Only the number is needed: how many lines in the entries below contain the string "edges"?

(Beginning of Task data)

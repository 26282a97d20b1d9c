//! Property tests: interval exclusion and handshake monotonicity.

use std::collections::HashMap;
use std::sync::Arc;

use chrono::{Duration, NaiveDate};
use proptest::prelude::*;

use trustlend::trust::handshake_level;
use trustlend::{
    Booking, BookingLedger, BookingScheduler, BookingStatus, Decision, ErrorKind, ItemCatalog,
    NewItem, UserId,
};

fn day(offset: u32) -> NaiveDate {
    NaiveDate::from_ymd_opt(2024, 1, 1).unwrap() + Duration::days(offset as i64)
}

#[derive(Debug, Clone)]
enum Op {
    Request { start: u32, len: u32 },
    Decide { pick: usize, confirm: bool },
}

fn op() -> impl Strategy<Value = Op> {
    prop_oneof![
        3 => (0u32..60, 0u32..10).prop_map(|(start, len)| Op::Request { start, len }),
        1 => (any::<usize>(), any::<bool>()).prop_map(|(pick, confirm)| Op::Decide { pick, confirm }),
    ]
}

fn overlaps_any(active: &[Booking], start: NaiveDate, end: NaiveDate) -> bool {
    active
        .iter()
        .any(|b| b.start_date <= end && start <= b.end_date)
}

proptest! {
    #[test]
    fn accepted_requests_never_overlap(ops in proptest::collection::vec(op(), 1..80)) {
        let catalog = Arc::new(ItemCatalog::in_memory());
        let ledger = Arc::new(BookingLedger::in_memory());
        let scheduler = BookingScheduler::new(catalog.clone(), ledger.clone());
        let owner = UserId::from("owner");
        let borrower = UserId::from("borrower");
        let item = catalog
            .publish(NewItem {
                owner: owner.clone(),
                title: "Generator".into(),
                lat: 0.0,
                lng: 0.0,
                price_per_day: 30.0,
            })
            .unwrap();

        let mut created: Vec<Booking> = Vec::new();
        for op in ops {
            match op {
                Op::Request { start, len } => {
                    let (start, end) = (day(start), day(start + len));
                    let before = ledger.active_for_item(&item.id);
                    let conflict_expected = overlaps_any(&before, start, end);
                    match scheduler.request_booking(&item.id, &borrower, start, end) {
                        Ok(b) => {
                            prop_assert!(!conflict_expected, "accepted {} over {:?}", b.range(), before);
                            created.push(b);
                        }
                        Err(e) => {
                            prop_assert!(conflict_expected);
                            prop_assert_eq!(e.kind(), ErrorKind::IntervalConflict);
                        }
                    }
                }
                Op::Decide { pick, confirm } => {
                    if created.is_empty() {
                        continue;
                    }
                    let id = created[pick % created.len()].id.clone();
                    let current = ledger.require(&id).unwrap().status;
                    let decision = if confirm { Decision::Confirm } else { Decision::Cancel };
                    match scheduler.decide(&id, &owner, decision) {
                        Ok(b) => {
                            prop_assert_eq!(current, BookingStatus::Pending);
                            prop_assert_eq!(b.status, decision.target());
                        }
                        Err(e) => {
                            prop_assert!(current.is_terminal());
                            prop_assert_eq!(e.kind(), ErrorKind::InvalidTransition);
                        }
                    }
                }
            }

            let active = ledger.active_for_item(&item.id);
            for (i, a) in active.iter().enumerate() {
                for b in &active[i + 1..] {
                    prop_assert!(!a.range().overlaps(&b.range()));
                }
            }
        }
    }

    #[test]
    fn adding_an_edge_never_increases_distance(
        edges in proptest::collection::vec((0usize..8, 0usize..8), 0..30),
        extra in (0usize..8, 0usize..8),
    ) {
        let name = |i: usize| UserId::new(format!("p{i}"));
        let mut adjacency: HashMap<UserId, Vec<UserId>> = HashMap::new();
        for (a, b) in edges {
            if a != b {
                let list = adjacency.entry(name(a)).or_default();
                if !list.contains(&name(b)) {
                    list.push(name(b));
                }
            }
        }

        let before: Vec<u8> = (0..8)
            .flat_map(|a| (0..8).map(move |b| (a, b)))
            .map(|(a, b)| handshake_level(&adjacency, &name(a), &name(b)).closeness_rank())
            .collect();

        let (a, b) = extra;
        if a != b {
            let list = adjacency.entry(name(a)).or_default();
            if !list.contains(&name(b)) {
                list.push(name(b));
            }
        }

        let after: Vec<u8> = (0..8)
            .flat_map(|a| (0..8).map(move |b| (a, b)))
            .map(|(a, b)| handshake_level(&adjacency, &name(a), &name(b)).closeness_rank())
            .collect();

        for (x, y) in before.iter().zip(&after) {
            prop_assert!(y <= x, "closeness got worse: {} -> {}", x, y);
        }
    }
}
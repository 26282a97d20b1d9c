//! Booking scheduler — request validation, owner decisions and views.
//!
//! The scheduler validates requests against the catalog and authorizes
//! owner decisions; the interval exclusion itself is enforced by the
//! [`BookingLedger`] underneath.

use std::collections::BTreeSet;
use std::sync::Arc;

use chrono::NaiveDate;
use serde::{Deserialize, Serialize};

use crate::catalog::{Item, ItemCatalog, ItemId};
use crate::error::{MarketError, Result};
use crate::identity::{Profile, ProfileDirectory, UserId};

use super::ledger::BookingLedger;
use super::quote::quote;
use super::types::{Booking, BookingId, DateRange, Decision};

/// A booking with the summary of the item it reserves.
#[derive(Debug, Clone, PartialEq, Serialize, Deserialize)]
pub struct BookingSummary {
    pub booking: Booking,
    pub item_title: String,
    pub price_per_day: f64,
    /// Price of the whole range at the item's current rate.
    pub total_price: f64,
}

/// A booking on one of the owner's items, with the borrower's profile.
#[derive(Debug, Clone, PartialEq, Serialize, Deserialize)]
pub struct IncomingRequest {
    pub booking: Booking,
    pub item_title: String,
    pub borrower: Profile,
}

/// Default cap on the length of one booking request.
pub const DEFAULT_MAX_BOOKING_DAYS: u64 = 366;

/// Enforces booking lifecycle and authorization rules.
pub struct BookingScheduler {
    catalog: Arc<ItemCatalog>,
    ledger: Arc<BookingLedger>,
    forbid_self_booking: bool,
    max_booking_days: u64,
}

impl BookingScheduler {
    pub fn new(catalog: Arc<ItemCatalog>, ledger: Arc<BookingLedger>) -> Self {
        Self {
            catalog,
            ledger,
            forbid_self_booking: true,
            max_booking_days: DEFAULT_MAX_BOOKING_DAYS,
        }
    }

    /// Allow or forbid owners booking their own items.
    pub fn forbid_self_booking(mut self, forbid: bool) -> Self {
        self.forbid_self_booking = forbid;
        self
    }

    /// Reject requests covering more than `days` dates.
    pub fn max_booking_days(mut self, days: u64) -> Self {
        self.max_booking_days = days;
        self
    }

    pub fn ledger(&self) -> &BookingLedger {
        &self.ledger
    }

    // ── Mutations ─────────────────────────────────────────────────────────────

    /// Request `item` for the inclusive range `start..=end`.
    ///
    /// # Errors
    ///
    /// - `InvalidInput` if `start > end` or the range is longer than the
    ///   configured maximum
    /// - `NotFound` if the item does not exist
    /// - `Unauthorized` if the borrower owns the item and self-booking is
    ///   forbidden
    /// - `IntervalConflict` if an active booking overlaps the range
    pub fn request_booking(
        &self,
        item_id: &ItemId,
        borrower: &UserId,
        start: NaiveDate,
        end: NaiveDate,
    ) -> Result<Booking> {
        let range = DateRange::new(start, end)?;
        if range.len_days() > self.max_booking_days {
            return Err(MarketError::InvalidInput(format!(
                "booking covers {} days, at most {} allowed",
                range.len_days(),
                self.max_booking_days
            )));
        }
        let item = self.catalog.require(item_id)?;

        if self.forbid_self_booking && item.is_owned_by(borrower) {
            return Err(MarketError::Unauthorized(format!(
                "{borrower} cannot book their own item {item_id}"
            )));
        }

        self.ledger
            .reserve(Booking::pending(item.id, borrower.clone(), range))
    }

    /// Apply the owner's decision to a pending booking.
    ///
    /// # Errors
    ///
    /// - `NotFound` if the booking (or its item) does not exist
    /// - `Unauthorized` if `acting` does not own the booked item
    /// - `InvalidTransition` if the booking is no longer pending
    pub fn decide(&self, booking_id: &BookingId, acting: &UserId, decision: Decision) -> Result<Booking> {
        let booking = self.ledger.require(booking_id)?;
        let item = self.catalog.require(&booking.item_id)?;

        if !item.is_owned_by(acting) {
            log::warn!("{acting} tried to {decision:?} booking {booking_id} on {}", item.id);
            return Err(MarketError::Unauthorized(format!(
                "only the owner of {} may decide booking {booking_id}",
                item.id
            )));
        }

        self.ledger.transition(booking_id, decision.target())
    }

    // ── Views ─────────────────────────────────────────────────────────────────

    /// Every date covered by a pending or confirmed booking of the item.
    pub fn list_blocked_dates(&self, item_id: &ItemId) -> BTreeSet<NaiveDate> {
        self.ledger
            .active_for_item(item_id)
            .iter()
            .flat_map(|b| b.range().days())
            .collect()
    }

    /// Price of an existing booking at its item's current daily rate.
    pub fn quote_booking(&self, booking_id: &BookingId) -> Result<f64> {
        let booking = self.ledger.require(booking_id)?;
        let item = self.catalog.require(&booking.item_id)?;
        Ok(quote(item.price_per_day, booking.start_date, booking.end_date))
    }

    /// Bookings made by `borrower`, ordered by start date.
    pub fn list_borrower_bookings(&self, borrower: &UserId) -> Vec<BookingSummary> {
        let mut out: Vec<BookingSummary> = self
            .ledger
            .for_borrower(borrower)
            .into_iter()
            .filter_map(|booking| {
                let item = self.item_for(&booking)?;
                Some(BookingSummary {
                    total_price: quote(item.price_per_day, booking.start_date, booking.end_date),
                    price_per_day: item.price_per_day.get(),
                    item_title: item.title,
                    booking,
                })
            })
            .collect();
        out.sort_by(|a, b| order_key(&a.booking).cmp(&order_key(&b.booking)));
        out
    }

    /// Bookings on the owner's items made by other users, ordered by start
    /// date.
    pub fn list_incoming_requests(
        &self,
        owner: &UserId,
        profiles: &dyn ProfileDirectory,
    ) -> Vec<IncomingRequest> {
        let mut out = Vec::new();
        for item in self.catalog.list_by_owner(owner) {
            for booking in self.ledger.for_item(&item.id) {
                if &booking.borrower == owner {
                    continue;
                }
                out.push(IncomingRequest {
                    borrower: profiles.profile_or_unknown(&booking.borrower),
                    item_title: item.title.clone(),
                    booking,
                });
            }
        }
        out.sort_by(|a, b| order_key(&a.booking).cmp(&order_key(&b.booking)));
        out
    }

    fn item_for(&self, booking: &Booking) -> Option<Item> {
        let item = self.catalog.get(&booking.item_id);
        if item.is_none() {
            log::warn!("booking {} refers to unknown item {}", booking.id, booking.item_id);
        }
        item
    }
}

fn order_key(b: &Booking) -> (NaiveDate, &str) {
    (b.start_date, b.id.0.as_str())
}

// ── Tests ─────────────────────────────────────────────────────────────────────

(End of Task data)

Completed exercise: 2